→ **Task directions**
From the data below, set down exactly the lines between the one holding "pub mod providers;" and the one holding "running against a", inclusive, and no others.
-------- Input
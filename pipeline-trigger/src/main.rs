//! MediaLake Pipeline Trigger Lambda
//!
//! Consumes the pipeline trigger queue and starts Step Functions executions
//! while the pipeline is below its concurrency ceiling. Deferred messages
//! are reported as batch item failures so SQS redelivers them later.

use aws_config::BehaviorVersion;
use aws_lambda_events::event::sqs::{BatchItemFailure, SqsBatchResponse, SqsEvent};
use lambda_runtime::{run, service_fn, Error as LambdaError, LambdaEvent};
use medialake_core::config::PipelineConfig;
use medialake_core::logging::init_logging;
use medialake_core::pipeline::{AdmissionController, SfnBackend, TriggerMessage};
use std::sync::Arc;
use tracing::{info, warn};

struct State {
    controller: AdmissionController,
    pipeline_name: String,
}

async fn handler(state: &State, event: LambdaEvent<SqsEvent>) -> Result<SqsBatchResponse, LambdaError> {
    let mut messages = Vec::with_capacity(event.payload.records.len());
    for record in event.payload.records {
        let Some(message_id) = record.message_id else {
            warn!("Dropping trigger message without a message ID");
            continue;
        };
        messages.push(TriggerMessage {
            message_id,
            body: record.body.unwrap_or_default(),
        });
    }

    info!(
        request_id = %event.context.request_id,
        count = messages.len(),
        "Processing pipeline trigger messages"
    );

    let retry = state.controller.admit_batch(&state.pipeline_name, &messages).await;

    Ok(SqsBatchResponse {
        batch_item_failures: retry
            .into_iter()
            .map(|item_identifier| BatchItemFailure { item_identifier })
            .collect(),
    })
}

#[tokio::main]
async fn main() -> Result<(), LambdaError> {
    init_logging();

    let sdk_config = aws_config::load_defaults(BehaviorVersion::latest()).await;
    let config = PipelineConfig::from_env()?;

    let backend = Arc::new(SfnBackend::new(
        aws_sdk_sfn::Client::new(&sdk_config),
        config.state_machine_arn.clone(),
    ));
    let state = State {
        controller: AdmissionController::new(backend, &config),
        pipeline_name: config.pipeline_name.clone(),
    };

    let state = &state;
    run(service_fn(move |event: LambdaEvent<SqsEvent>| async move {
        handler(state, event).await
    }))
    .await
}
//! S3 object operations
//!
//! Used for asset file removal during deletion and for external payloads.

use async_trait::async_trait;
use aws_sdk_s3::primitives::ByteStream;
use aws_sdk_s3::types::{Delete, ObjectIdentifier};
use aws_sdk_s3::Client;
use tracing::{debug, warn};

use crate::errors::{Error, Result};

/// DeleteObjects accepts at most this many keys per request
const DELETE_BATCH_SIZE: usize = 1000;

/// Key S3 refused to delete
#[derive(Debug, Clone, PartialEq, Eq)]
pub struct ObjectDeleteError {
    pub key: String,
    pub error: String,
}

/// Bulk object removal
#[async_trait]
pub trait ObjectStore: Send + Sync {
    /// Delete keys in a bucket, returning per-key failures
    async fn delete_objects(&self, bucket: &str, keys: &[String]) -> Result<Vec<ObjectDeleteError>>;
}

/// Whole-object reads and writes
#[async_trait]
pub trait BlobStore: Send + Sync {
    async fn put(&self, bucket: &str, key: &str, body: Vec<u8>) -> Result<()>;

    async fn get(&self, bucket: &str, key: &str) -> Result<Vec<u8>>;
}

pub struct S3Storage {
    client: Client,
}

impl S3Storage {
    pub fn new(client: Client) -> Self {
        Self { client }
    }
}

#[async_trait]
impl ObjectStore for S3Storage {
    async fn delete_objects(&self, bucket: &str, keys: &[String]) -> Result<Vec<ObjectDeleteError>> {
        let mut failures = Vec::new();

        for chunk in keys.chunks(DELETE_BATCH_SIZE) {
            let objects = chunk
                .iter()
                .map(|key| {
                    ObjectIdentifier::builder()
                        .key(key)
                        .build()
                        .map_err(|e| Error::Storage(e.to_string()))
                })
                .collect::<Result<Vec<_>>>()?;

            let delete = Delete::builder()
                .set_objects(Some(objects))
                .quiet(true)
                .build()
                .map_err(|e| Error::Storage(e.to_string()))?;

            let output = self
                .client
                .delete_objects()
                .bucket(bucket)
                .delete(delete)
                .send()
                .await
                .map_err(|e| Error::Storage(format!("DeleteObjects on {}: {}", bucket, e)))?;

            for err in output.errors() {
                let key = err.key().unwrap_or_default().to_string();
                let error = format!(
                    "{}: {}",
                    err.code().unwrap_or("Unknown"),
                    err.message().unwrap_or_default()
                );
                warn!(bucket = %bucket, key = %key, error = %error, "Failed to delete object");
                failures.push(ObjectDeleteError { key, error });
            }
        }

        debug!(bucket = %bucket, keys = keys.len(), failed = failures.len(), "Objects deleted");
        Ok(failures)
    }
}

#[async_trait]
impl BlobStore for S3Storage {
    async fn put(&self, bucket: &str, key: &str, body: Vec<u8>) -> Result<()> {
        self.client
            .put_object()
            .bucket(bucket)
            .key(key)
            .content_type("application/json")
            .body(ByteStream::from(body))
            .send()
            .await
            .map_err(|e| Error::Storage(format!("PutObject s3://{}/{}: {}", bucket, key, e)))?;
        Ok(())
    }

    async fn get(&self, bucket: &str, key: &str) -> Result<Vec<u8>> {
        let output = self
            .client
            .get_object()
            .bucket(bucket)
            .key(key)
            .send()
            .await
            .map_err(|e| {
                let missing = e.as_service_error().map(|se| se.is_no_such_key()).unwrap_or(false);
                if missing {
                    Error::Payload(format!("s3://{}/{} does not exist", bucket, key))
                } else {
                    Error::Storage(format!("GetObject s3://{}/{}: {}", bucket, key, e))
                }
            })?;

        let bytes = output
            .body
            .collect()
            .await
            .map_err(|e| Error::Storage(format!("reading s3://{}/{}: {}", bucket, key, e)))?;
        Ok(bytes.into_bytes().to_vec())
    }
}
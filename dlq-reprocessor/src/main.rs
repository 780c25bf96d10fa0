//! MediaLake DLQ Reprocessor Lambda
//!
//! Runs on a schedule and drains the indexing dead-letter queue, replaying
//! each failed action against OpenSearch with the asset's current state.
//!
//! Optional input: `{"max_messages": 50}`

use aws_config::BehaviorVersion;
use chrono::Utc;
use lambda_runtime::{run, service_fn, Error as LambdaError, LambdaEvent};
use medialake_core::config::{DlqConfig, SearchConfig, SyncConfig};
use medialake_core::dlq::SqsDeadLetterQueue;
use medialake_core::logging::init_logging;
use medialake_core::replay::{DlqReplayer, ReplayReport};
use medialake_core::{DynamoClient, IndexSynchronizer, OpenSearchIndex};
use serde::Deserialize;
use serde_json::Value;
use std::sync::Arc;
use tracing::info;

/// Time left in the invocation below which no new receive is started
const SAFETY_MARGIN_MS: i64 = 30_000;

#[derive(Debug, Default, Deserialize)]
struct ReplayRequest {
    #[serde(default)]
    max_messages: Option<usize>,
}

struct State {
    replayer: DlqReplayer,
    batch_max: usize,
}

async fn handler(state: &State, event: LambdaEvent<Value>) -> Result<ReplayReport, LambdaError> {
    // Scheduled events carry an EventBridge envelope, not a ReplayRequest
    let request: ReplayRequest = serde_json::from_value(event.payload).unwrap_or_default();
    let max_messages = request.max_messages.unwrap_or(state.batch_max);
    let deadline_ms = event.context.deadline as i64;

    info!(
        request_id = %event.context.request_id,
        max_messages = max_messages,
        "Draining dead-letter queue"
    );

    let report = state
        .replayer
        .drain(max_messages, || Utc::now().timestamp_millis() + SAFETY_MARGIN_MS < deadline_ms)
        .await?;

    Ok(report)
}

#[tokio::main]
async fn main() -> Result<(), LambdaError> {
    init_logging();

    let sdk_config = aws_config::load_defaults(BehaviorVersion::latest()).await;
    let search = SearchConfig::from_env()?;
    let sync_config = SyncConfig::from_env()?;
    let dlq_config = DlqConfig::from_env()?;

    let index = Arc::new(OpenSearchIndex::new(&search, &sdk_config, &search.index)?);
    let sync = Arc::new(IndexSynchronizer::from_config(index, &sync_config));
    let queue = Arc::new(SqsDeadLetterQueue::new(
        aws_sdk_sqs::Client::new(&sdk_config),
        dlq_config.queue_url,
        dlq_config.retry,
    ));
    let source = Arc::new(DynamoClient::new(aws_sdk_dynamodb::Client::new(&sdk_config)));

    let state = State {
        replayer: DlqReplayer::new(queue, source, sync, dlq_config.max_attempts),
        batch_max: dlq_config.batch_max,
    };

    let state = &state;
    run(service_fn(move |event: LambdaEvent<Value>| async move {
        handler(state, event).await
    }))
    .await
}
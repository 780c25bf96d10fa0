//! MediaLake Payload Extractor Lambda
//!
//! Step Functions task that moves large values in and out of S3:
//! - `externalize` - replace a large value by an S3 reference
//! - `resolve` - load the value behind a reference
//! - `extract_item` - pick one element of a (referenced) array
//! - `write_items` - write an array for a Distributed Map item reader

use aws_config::BehaviorVersion;
use lambda_runtime::{run, service_fn, Error as LambdaError, LambdaEvent};
use medialake_core::config::PayloadConfig;
use medialake_core::logging::init_logging;
use medialake_core::payload::{PayloadStore, PayloadTask};
use medialake_core::S3Storage;
use serde_json::Value;
use std::sync::Arc;
use tracing::{error, info};

async fn handler(store: &PayloadStore, event: LambdaEvent<PayloadTask>) -> Result<Value, LambdaError> {
    info!(
        request_id = %event.context.request_id,
        operation = event.payload.operation(),
        "Processing payload task"
    );

    store.execute(event.payload).await.map_err(|e| {
        error!(error = %e, code = e.code(), "Payload task failed");
        e.into()
    })
}

#[tokio::main]
async fn main() -> Result<(), LambdaError> {
    init_logging();

    let sdk_config = aws_config::load_defaults(BehaviorVersion::latest()).await;
    let config = PayloadConfig::from_env()?;
    let store = PayloadStore::new(Arc::new(S3Storage::new(aws_sdk_s3::Client::new(&sdk_config))), &config);

    let store = &store;
    run(service_fn(move |event: LambdaEvent<PayloadTask>| async move {
        handler(store, event).await
    }))
    .await
}
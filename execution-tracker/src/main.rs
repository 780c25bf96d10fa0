//! MediaLake Execution Tracker Lambda
//!
//! Triggered by EventBridge "Step Functions Execution Status Change" events.
//! Writes one record per pipeline execution with its latest status.

use aws_config::BehaviorVersion;
use aws_lambda_events::event::cloudwatch_events::CloudWatchEvent;
use lambda_runtime::{run, service_fn, Error as LambdaError, LambdaEvent};
use medialake_core::execution::{ExecutionStatusDetail, ExecutionTracker};
use medialake_core::logging::init_logging;
use medialake_core::{DynamoClient, ExecutionRecord};
use std::sync::Arc;
use tracing::info;

async fn handler(
    tracker: &ExecutionTracker,
    event: LambdaEvent<CloudWatchEvent<ExecutionStatusDetail>>,
) -> Result<ExecutionRecord, LambdaError> {
    let detail = event
        .payload
        .detail
        .ok_or("Status change event without detail")?;

    info!(
        request_id = %event.context.request_id,
        execution_arn = %detail.execution_arn,
        status = detail.status.as_str(),
        "Processing execution status change"
    );

    Ok(tracker.record(&detail).await?)
}

#[tokio::main]
async fn main() -> Result<(), LambdaError> {
    init_logging();

    let sdk_config = aws_config::load_defaults(BehaviorVersion::latest()).await;
    let store = Arc::new(DynamoClient::new(aws_sdk_dynamodb::Client::new(&sdk_config)));
    let tracker = ExecutionTracker::new(store);

    let tracker = &tracker;
    run(service_fn(
        move |event: LambdaEvent<CloudWatchEvent<ExecutionStatusDetail>>| async move {
            handler(tracker, event).await
        },
    ))
    .await
}
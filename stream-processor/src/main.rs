//! MediaLake Stream Processor Lambda
//!
//! Triggered by the asset table's DynamoDB stream. Keeps the OpenSearch
//! asset index in step with the table; changes that cannot be indexed are
//! sent to the indexing dead-letter queue.

use aws_config::BehaviorVersion;
use aws_lambda_events::event::dynamodb::Event;
use lambda_runtime::{run, service_fn, Error as LambdaError, LambdaEvent};
use medialake_core::config::{DlqConfig, SearchConfig, SyncConfig};
use medialake_core::dlq::SqsDeadLetterQueue;
use medialake_core::logging::init_logging;
use medialake_core::stream::StreamProcessor;
use medialake_core::{IndexSynchronizer, OpenSearchIndex};
use serde_json::{json, Value};
use std::sync::Arc;
use tracing::{error, info};

async fn handler(processor: &StreamProcessor, event: LambdaEvent<Event>) -> Result<Value, LambdaError> {
    let records = event.payload.records;
    info!(
        request_id = %event.context.request_id,
        count = records.len(),
        "Processing DynamoDB stream records"
    );

    match processor.process(&records).await {
        Ok(summary) => Ok(json!(summary)),
        Err(e) => {
            // Failing the invocation makes Lambda redeliver the batch
            error!(error = %e, "Stream batch failed");
            Err(e.into())
        }
    }
}

#[tokio::main]
async fn main() -> Result<(), LambdaError> {
    init_logging();

    let sdk_config = aws_config::load_defaults(BehaviorVersion::latest()).await;
    let search = SearchConfig::from_env()?;
    let sync_config = SyncConfig::from_env()?;
    let dlq_config = DlqConfig::from_env()?;

    let index = Arc::new(OpenSearchIndex::new(&search, &sdk_config, &search.index)?);
    let sync = Arc::new(IndexSynchronizer::from_config(index, &sync_config));
    let dlq = Arc::new(SqsDeadLetterQueue::new(
        aws_sdk_sqs::Client::new(&sdk_config),
        dlq_config.queue_url,
        dlq_config.retry,
    ));
    let processor = StreamProcessor::new(sync, dlq, search.excluded_fields.clone());

    let processor = &processor;
    run(service_fn(move |event: LambdaEvent<Event>| async move {
        handler(processor, event).await
    }))
    .await
}
//! MediaLake API client for testing

use reqwest::{Client, Response, StatusCode};
use serde::{de::DeserializeOwned, Deserialize};
use std::collections::BTreeMap;
use std::time::Duration;

/// API client for MediaLake
pub struct MediaLakeClient {
    client: Client,
    base_url: String,
}

#[derive(Debug, Clone, Deserialize)]
pub struct StageOutcome {
    pub outcome: String,
    #[serde(default)]
    pub deleted: Option<u64>,
    #[serde(default)]
    pub error: Option<String>,
    #[serde(default)]
    pub reason: Option<String>,
}

#[derive(Debug, Clone, Deserialize)]
pub struct DeletionReport {
    pub inventory_id: String,
    pub status: String,
    pub storage: StageOutcome,
    pub search_index: StageOutcome,
    pub providers: BTreeMap<String, StageOutcome>,
    pub record: StageOutcome,
}

#[derive(Debug, Clone, Deserialize)]
pub struct ApiResponse<T> {
    pub status: String,
    pub message: String,
    pub data: Option<T>,
}

#[derive(Debug, Clone, Deserialize)]
pub struct ErrorResponse {
    pub status: String,
    pub message: String,
    pub code: Option<String>,
}

/// Result type for API responses
pub type ApiResult<T> = Result<T, ApiError>;

#[derive(Debug)]
pub enum ApiError {
    /// HTTP error with status code and body
    Http { status: StatusCode, body: String },
    /// Network or serialization error
    Request(String),
}

impl ApiError {
    /// Parsed error envelope of an HTTP error
    pub fn error_response(&self) -> Option<ErrorResponse> {
        match self {
            ApiError::Http { body, .. } => serde_json::from_str(body).ok(),
            ApiError::Request(_) => None,
        }
    }
}

impl std::fmt::Display for ApiError {
    fn fmt(&self, f: &mut std::fmt::Formatter<'_>) -> std::fmt::Result {
        match self {
            ApiError::Http { status, body } => write!(f, "HTTP {}: {}", status, body),
            ApiError::Request(msg) => write!(f, "Request error: {}", msg),
        }
    }
}

impl std::error::Error for ApiError {}

impl MediaLakeClient {
    /// Create a new client with the given base URL
    pub fn new(base_url: &str) -> Self {
        let client = Client::builder()
            .timeout(Duration::from_secs(60))
            .build()
            .expect("Failed to create HTTP client");

        Self {
            client,
            base_url: base_url.trim_end_matches('/').to_string(),
        }
    }

    /// Create a client from environment variable
    pub fn from_env() -> Self {
        let base_url = std::env::var("MEDIALAKE_API_URL")
            .expect("MEDIALAKE_API_URL environment variable not set");
        Self::new(&base_url)
    }

    /// Delete an asset; both 200 and 207 are returned as Ok with their status
    pub async fn delete_asset(
        &self,
        inventory_id: &str,
    ) -> ApiResult<(StatusCode, ApiResponse<DeletionReport>)> {
        let response = self
            .request(reqwest::Method::DELETE, &format!("/assets/{}", inventory_id))
            .await?;
        let status = response.status();
        let body = self.handle_response(response).await?;
        Ok((status, body))
    }

    /// Raw request, for routes the API does not serve
    pub async fn send(&self, method: reqwest::Method, path: &str) -> ApiResult<StatusCode> {
        Ok(self.request(method, path).await?.status())
    }

    async fn request(&self, method: reqwest::Method, path: &str) -> ApiResult<Response> {
        let url = format!("{}{}", self.base_url, path);
        self.client
            .request(method, &url)
            .send()
            .await
            .map_err(|e| ApiError::Request(e.to_string()))
    }

    async fn handle_response<T: DeserializeOwned>(&self, response: Response) -> ApiResult<T> {
        let status = response.status();
        let body = response
            .text()
            .await
            .map_err(|e| ApiError::Request(e.to_string()))?;

        if status.is_success() {
            serde_json::from_str(&body).map_err(|e| ApiError::Request(e.to_string()))
        } else {
            Err(ApiError::Http { status, body })
        }
    }
}
//! MediaLake Core Library
//!
//! Shared functionality for MediaLake Lambda functions including:
//! - Domain models and error types
//! - Search index synchronization (batching, retries, circuit breaking, DLQ replay)
//! - Multi-store asset deletion and external providers
//! - Pipeline admission control and execution records
//! - External payload indirection for Step Functions state

pub mod backoff;
pub mod batching;
pub mod circuit_breaker;
pub mod config;
pub mod conversions;
pub mod deletion;
pub mod dlq;
pub mod dynamo;
pub mod errors;
pub mod execution;
pub mod logging;
pub mod models;
pub mod payload;
pub mod pipeline;
pub mod providers;
pub mod replay;
pub mod search;
pub mod storage;
pub mod stream;
pub mod sync;

pub use models::*;
pub use dynamo::DynamoClient;
pub use errors::{Error, Result};
pub use search::{OpenSearchIndex, SearchIndex};
pub use storage::S3Storage;
pub use sync::IndexSynchronizer;
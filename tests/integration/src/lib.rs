//! MediaLake Integration Tests
//!
//! These tests run against a deployed MediaLake stack:
//! - MEDIALAKE_API_URL: API Gateway base URL (required)
//! - MEDIALAKE_ASSET_TABLE: asset table, enables tests that seed assets
//! - MEDIALAKE_TEST_BUCKET: bucket the stack may delete test objects from
//!
//! Variables may also come from a `.env` file.
//!
//! Run with: cargo test --package medialake-integration-tests

pub mod client;
pub mod fixtures;

pub use client::MediaLakeClient;
pub use fixtures::*;
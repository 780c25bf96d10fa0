//! Pipeline trigger admission control
//!
//! Pipelines are Step Functions state machines. Before starting an execution
//! the controller checks how many executions are already running against a
//! ceiling. The running count is cached for a short TTL so a burst of
//! trigger messages does not page through `ListExecutions` for every start,
//! and consecutive starts from one container are spaced by a ramp-up delay.

use async_trait::async_trait;
use aws_sdk_sfn::types::ExecutionStatus as SfnExecutionStatus;
use aws_sdk_sfn::Client;
use serde_json::Value;
use std::sync::Arc;
use std::time::Duration;
use tokio::sync::Mutex;
use tokio::time::Instant;
use tracing::{debug, info, warn};

use crate::config::PipelineConfig;
use crate::errors::{Error, Result};
use crate::models::PipelineTriggerRequest;

/// Step Functions limit on execution name length
pub const MAX_EXECUTION_NAME_LEN: usize = 80;

/// Largest page ListExecutions returns
const LIST_PAGE_SIZE: usize = 1000;

/// Result of a start call
#[derive(Debug, Clone, PartialEq, Eq)]
pub enum StartResult {
    Started { execution_arn: String },
    /// An execution with this name exists (redelivered message)
    AlreadyExists,
}

/// Decision of the admission controller
#[derive(Debug, Clone, PartialEq, Eq)]
pub enum Admission {
    Started { execution_name: String, execution_arn: String },
    AlreadyStarted { execution_name: String },
    Throttled { running: usize },
}

/// Trigger message as read off the queue
#[derive(Debug, Clone)]
pub struct TriggerMessage {
    pub message_id: String,
    pub body: String,
}

#[async_trait]
pub trait ExecutionBackend: Send + Sync {
    /// Running executions, counted up to `limit`
    async fn count_running(&self, limit: usize) -> Result<usize>;

    async fn start(&self, name: &str, input: &str) -> Result<StartResult>;
}

/// Execution name derived from the trigger message
///
/// SQS redelivers a message with the same ID, so the derived name makes a
/// second start of the same message fail with `ExecutionAlreadyExists`.
/// Only the pipeline prefix is shortened to fit the length limit; the
/// message ID is what keeps names of different messages apart.
pub fn execution_name(pipeline: &str, message_id: &str) -> String {
    let id = sanitize_name(message_id);
    if id.len() >= MAX_EXECUTION_NAME_LEN {
        return id[id.len() - MAX_EXECUTION_NAME_LEN..].to_string();
    }

    let prefix: String = sanitize_name(pipeline)
        .chars()
        .take(MAX_EXECUTION_NAME_LEN - 1 - id.len())
        .collect();
    format!("{}-{}", prefix, id)
}

fn sanitize_name(value: &str) -> String {
    value
        .chars()
        .map(|c| if c.is_ascii_alphanumeric() || c == '-' || c == '_' { c } else { '_' })
        .collect()
}

pub struct SfnBackend {
    client: Client,
    state_machine_arn: String,
}

impl SfnBackend {
    pub fn new(client: Client, state_machine_arn: impl Into<String>) -> Self {
        Self {
            client,
            state_machine_arn: state_machine_arn.into(),
        }
    }
}

#[async_trait]
impl ExecutionBackend for SfnBackend {
    async fn count_running(&self, limit: usize) -> Result<usize> {
        let mut count = 0;
        let mut next_token: Option<String> = None;

        loop {
            let output = self
                .client
                .list_executions()
                .state_machine_arn(&self.state_machine_arn)
                .status_filter(SfnExecutionStatus::Running)
                .max_results(limit.clamp(1, LIST_PAGE_SIZE) as i32)
                .set_next_token(next_token.take())
                .send()
                .await
                .map_err(|e| Error::Workflow(format!("ListExecutions: {}", e)))?;

            count += output.executions().len();
            next_token = output.next_token().map(|t| t.to_string());
            if count >= limit || next_token.is_none() {
                break;
            }
        }

        Ok(count)
    }

    async fn start(&self, name: &str, input: &str) -> Result<StartResult> {
        let result = self
            .client
            .start_execution()
            .state_machine_arn(&self.state_machine_arn)
            .name(name)
            .input(input)
            .send()
            .await;

        match result {
            Ok(output) => Ok(StartResult::Started {
                execution_arn: output.execution_arn().to_string(),
            }),
            Err(e) => {
                let exists = e
                    .as_service_error()
                    .map(|se| se.is_execution_already_exists())
                    .unwrap_or(false);
                if exists {
                    Ok(StartResult::AlreadyExists)
                } else {
                    Err(Error::Workflow(format!("StartExecution: {}", e)))
                }
            }
        }
    }
}

#[derive(Debug, Default)]
struct AdmissionState {
    running: usize,
    refreshed_at: Option<Instant>,
    last_start: Option<Instant>,
}

pub struct AdmissionController {
    backend: Arc<dyn ExecutionBackend>,
    max_concurrent: usize,
    cache_ttl: Duration,
    ramp_up_delay: Duration,
    state: Mutex<AdmissionState>,
}

impl AdmissionController {
    pub fn new(backend: Arc<dyn ExecutionBackend>, config: &PipelineConfig) -> Self {
        Self {
            backend,
            max_concurrent: config.max_concurrent,
            cache_ttl: config.cache_ttl,
            ramp_up_delay: config.ramp_up_delay,
            state: Mutex::new(AdmissionState::default()),
        }
    }

    /// Start an execution unless the pipeline is at its ceiling
    pub async fn try_start(&self, execution_name: &str, input: &Value) -> Result<Admission> {
        let mut state = self.state.lock().await;

        let stale = state
            .refreshed_at
            .map(|at| at.elapsed() >= self.cache_ttl)
            .unwrap_or(true);
        if stale {
            state.running = self.backend.count_running(self.max_concurrent).await?;
            state.refreshed_at = Some(Instant::now());
            debug!(running = state.running, "Refreshed running execution count");
        }

        if state.running >= self.max_concurrent {
            warn!(
                running = state.running,
                max_concurrent = self.max_concurrent,
                "Pipeline at capacity, throttling"
            );
            return Ok(Admission::Throttled { running: state.running });
        }

        if let Some(last) = state.last_start {
            let elapsed = last.elapsed();
            if elapsed < self.ramp_up_delay {
                tokio::time::sleep(self.ramp_up_delay - elapsed).await;
            }
        }

        let input = serde_json::to_string(input)?;
        let result = self.backend.start(execution_name, &input).await?;
        state.last_start = Some(Instant::now());

        match result {
            StartResult::Started { execution_arn } => {
                state.running += 1;
                info!(execution_arn = %execution_arn, running = state.running, "Execution started");
                Ok(Admission::Started {
                    execution_name: execution_name.to_string(),
                    execution_arn,
                })
            }
            StartResult::AlreadyExists => {
                info!(execution_name = %execution_name, "Execution already started");
                Ok(Admission::AlreadyStarted {
                    execution_name: execution_name.to_string(),
                })
            }
        }
    }

    /// Admit a batch of trigger messages in order
    ///
    /// Returns the IDs of messages to leave on the queue. Once the pipeline
    /// is throttled every remaining message is returned without further
    /// start attempts. Malformed messages are dropped.
    pub async fn admit_batch(&self, default_pipeline: &str, messages: &[TriggerMessage]) -> Vec<String> {
        let mut retry = Vec::new();

        for (position, message) in messages.iter().enumerate() {
            let request: PipelineTriggerRequest = match serde_json::from_str(&message.body) {
                Ok(request) => request,
                Err(e) => {
                    warn!(message_id = %message.message_id, error = %e, "Dropping malformed trigger message");
                    continue;
                }
            };

            let pipeline = request.pipeline_name.as_deref().unwrap_or(default_pipeline);
            let name = execution_name(pipeline, &message.message_id);

            match self.try_start(&name, &request.input).await {
                Ok(Admission::Started { .. }) | Ok(Admission::AlreadyStarted { .. }) => {}
                Ok(Admission::Throttled { running }) => {
                    let remaining = &messages[position..];
                    info!(running = running, deferred = remaining.len(), "Deferring trigger messages");
                    retry.extend(remaining.iter().map(|m| m.message_id.clone()));
                    break;
                }
                Err(e) => {
                    warn!(message_id = %message.message_id, error = %e, "Failed to start execution");
                    retry.push(message.message_id.clone());
                }
            }
        }

        retry
    }
}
----------------
→ **Task answer**
pub mod providers;
pub mod replay;
pub mod search;
pub mod storage;
pub mod stream;
pub mod sync;

pub use models::*;
pub use dynamo::DynamoClient;
pub use errors::{Error, Result};
pub use search::{OpenSearchIndex, SearchIndex};
pub use storage::S3Storage;
pub use sync::IndexSynchronizer;
filename tests/integration/src/lib.rs
//! MediaLake Integration Tests
//!
//! These tests run against a deployed MediaLake stack:
//! - MEDIALAKE_API_URL: API Gateway base URL (required)
//! - MEDIALAKE_ASSET_TABLE: asset table, enables tests that seed assets
//! - MEDIALAKE_TEST_BUCKET: bucket the stack may delete test objects from
//!
//! Variables may also come from a `.env` file.
//!
//! Run with: cargo test --package medialake-integration-tests

pub mod client;
pub mod fixtures;

pub use client::MediaLakeClient;
pub use fixtures::*;
repository 780c25bf96d10fa0
//! Pipeline trigger admission control
//!
//! Pipelines are Step Functions state machines. Before starting an execution
//! the controller checks how many executions are already running against a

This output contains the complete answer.